The attached logs may have traces of dkim modules like amdgpu-pro, but the first time I experienced the bug I had none of them. I reproduced the bug on a 5.19.0-42 kernel free of amdgpu-pro yesterday. I'm simply opening the ticket from my working environment, and I decided to not spend one more hour just to uninstall amdgpu-pro and reboot only to do that ticket.
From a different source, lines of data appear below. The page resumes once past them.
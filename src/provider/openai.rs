//! OpenAI-compatible chat completions client
//!
//! Covers OpenAI itself and vendors exposing the same `/chat/completions`
//! surface (Groq, DeepSeek). Schema-constrained output uses the
//! `json_schema` response format where the vendor supports it.

use super::{classify_status, classify_transport, InferenceProvider, InferenceRequest, ProviderReply};
use crate::error::InvocationError;
use crate::models::ModelProvider;
use async_trait::async_trait;
use reqwest::Client;
use serde::{Deserialize, Serialize};
use serde_json::{json, Value};
use std::time::Duration;
use tracing::{debug, error};

const OPENAI_BASE_URL: &str = "https://api.openai.com/v1";
const GROQ_BASE_URL: &str = "https://api.groq.com/openai/v1";
const DEEPSEEK_BASE_URL: &str = "https://api.deepseek.com";

fn default_base_url(provider: ModelProvider) -> &'static str {
    match provider {
        ModelProvider::Groq => GROQ_BASE_URL,
        ModelProvider::DeepSeek => DEEPSEEK_BASE_URL,
        _ => OPENAI_BASE_URL,
    }
}

pub struct OpenAiCompatibleClient {
    provider: ModelProvider,
    client: Client,
    api_key: String,
    base_url: String,
    json_mode: bool,
}

impl OpenAiCompatibleClient {
    /// Client for `provider` at its public endpoint.
    pub fn new(provider: ModelProvider, api_key: String) -> crate::Result<Self> {
        Self::with_base_url(provider, api_key, default_base_url(provider).to_string())
    }

    pub fn with_base_url(
        provider: ModelProvider,
        api_key: String,
        base_url: String,
    ) -> crate::Result<Self> {
        let client = Client::builder()
            .pool_idle_timeout(Duration::from_secs(90))
            .pool_max_idle_per_host(8)
            .timeout(Duration::from_secs(120))
            .build()?;

        Ok(Self {
            provider,
            client,
            api_key,
            base_url: base_url.trim_end_matches('/').to_string(),
            // DeepSeek has no JSON mode.
            json_mode: provider != ModelProvider::DeepSeek,
        })
    }

    fn build_request(request: &InferenceRequest) -> ChatRequest {
        let response_format = request.structured.then(|| {
            json!({
                "type": "json_schema",
                "json_schema": {
                    "name": "analysis_output",
                    "schema": request.output_schema,
                }
            })
        });

        ChatRequest {
            model: request.model.clone(),
            messages: vec![
                ChatMessage {
                    role: "system".to_string(),
                    content: request.prompt.system.clone(),
                },
                ChatMessage {
                    role: "user".to_string(),
                    content: request.prompt.user.clone(),
                },
            ],
            temperature: 0.0,
            response_format,
        }
    }
}

#[async_trait]
impl InferenceProvider for OpenAiCompatibleClient {
    fn provider(&self) -> ModelProvider {
        self.provider
    }

    fn supports_structured_output(&self, model: &str) -> bool {
        self.json_mode && !model.starts_with("deepseek")
    }

    async fn call(&self, request: &InferenceRequest) -> Result<ProviderReply, InvocationError> {
        if self.api_key.is_empty() {
            return Err(InvocationError::FatalConfiguration(format!(
                "API key for {} not configured",
                self.provider
            )));
        }

        let url = format!("{}/chat/completions", self.base_url);
        debug!(provider = %self.provider, model = %request.model, "Calling chat completions");

        let response = self
            .client
            .post(&url)
            .bearer_auth(&self.api_key)
            .json(&Self::build_request(request))
            .send()
            .await
            .map_err(classify_transport)?;

        let status = response.status();
        if !status.is_success() {
            let error_text = response.text().await.unwrap_or_default();
            error!(provider = %self.provider, %status, "Chat completion failed: {}", error_text);
            return Err(classify_status(status, &error_text));
        }

        let body: ChatResponse = response
            .json()
            .await
            .map_err(|e| InvocationError::SchemaParse(format!("chat completion body: {}", e)))?;

        let content = body
            .choices
            .into_iter()
            .next()
            .and_then(|c| c.message.content)
            .ok_or_else(|| {
                InvocationError::TransientProvider("chat completion had no content".to_string())
            })?;

        if request.structured {
            let value: Value = serde_json::from_str(&content)
                .map_err(|e| InvocationError::SchemaParse(format!("structured output: {}", e)))?;
            Ok(ProviderReply::Structured(value))
        } else {
            Ok(ProviderReply::Text(content))
        }
    }
}

#[derive(Debug, Serialize)]
struct ChatRequest {
    model: String,
    messages: Vec<ChatMessage>,
    temperature: f32,
    #[serde(skip_serializing_if = "Option::is_none")]
    response_format: Option<Value>,
}

#[derive(Debug, Serialize)]
struct ChatMessage {
    role: String,
    content: String,
}

#[derive(Debug, Deserialize)]
struct ChatResponse {
    #[serde(default)]
    choices: Vec<Choice>,
}

#[derive(Debug, Deserialize)]
struct Choice {
    message: ResponseMessage,
}

#[derive(Debug, Deserialize)]
struct ResponseMessage {
    content: Option<String>,
}

#[cfg(test)]
mod tests {
    use super::*;
    use crate::provider::Prompt;

    #[test]
    fn test_structured_request_carries_schema() {
        let request = InferenceRequest {
            model: "gpt-4.1".to_string(),
            prompt: Prompt {
                system: "system".to_string(),
                user: "user".to_string(),
            },
            output_schema: json!({"type": "object", "required": ["signal"]}),
            structured: true,
        };

        let body = serde_json::to_value(OpenAiCompatibleClient::build_request(&request)).unwrap();
        assert_eq!(body["messages"][0]["role"], "system");
        assert_eq!(body["messages"][1]["content"], "user");
        assert_eq!(body["response_format"]["type"], "json_schema");
        assert_eq!(
            body["response_format"]["json_schema"]["schema"]["required"][0],
            "signal"
        );
    }

    #[test]
    fn test_json_mode_capability() {
        let openai = OpenAiCompatibleClient::new(ModelProvider::OpenAI, "k".into()).unwrap();
        assert!(openai.supports_structured_output("gpt-4.1"));

        let groq = OpenAiCompatibleClient::new(ModelProvider::Groq, "k".into()).unwrap();
        assert!(groq.supports_structured_output("llama-3.3-70b-versatile"));

        let deepseek = OpenAiCompatibleClient::new(ModelProvider::DeepSeek, "k".into()).unwrap();
        assert!(!deepseek.supports_structured_output("deepseek-chat"));
    }

    #[test]
    fn test_default_endpoints() {
        assert_eq!(default_base_url(ModelProvider::OpenAI), "https://api.openai.com/v1");
        assert_eq!(default_base_url(ModelProvider::Groq), "https://api.groq.com/openai/v1");
        assert_eq!(default_base_url(ModelProvider::DeepSeek), "https://api.deepseek.com");
    }
}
Here are some details on the hardware:

- MOBO: Gigabyte WRX80-SU8-IPMI rev. 1.0 (BIOS version F5, also named WRX80PRO-F1 in dmidecode, dated 08/04/2022) https://www.gigabyte.com/Motherboard/WRX80-SU8-IPMI-rev-10
- RAM: 8× Kingston Server Premier 32GB DDR4 3200 MHz ECC CL22 2Rx8 PC4-25600 KSM32ED8/32ME 16Gbit Micron E
- CPU: AMD Ryzen Threadripper PRO 3955WX 16-Cores (Castle Peak, Zen 2)
- GPU: AMD Radeon R9 390X (Hawaii/Grenada, GCN2, amdgpu driver)
- GPU: AMD Radeon R7 240 (Oland, GCN1, amdgpu driver)
- GPU: ASPEED graphic Family rev 41

The ASPEED graphic is a small card integrated in the motherboard and part of the BMC, I cannot remove it. This may participate in the trouble.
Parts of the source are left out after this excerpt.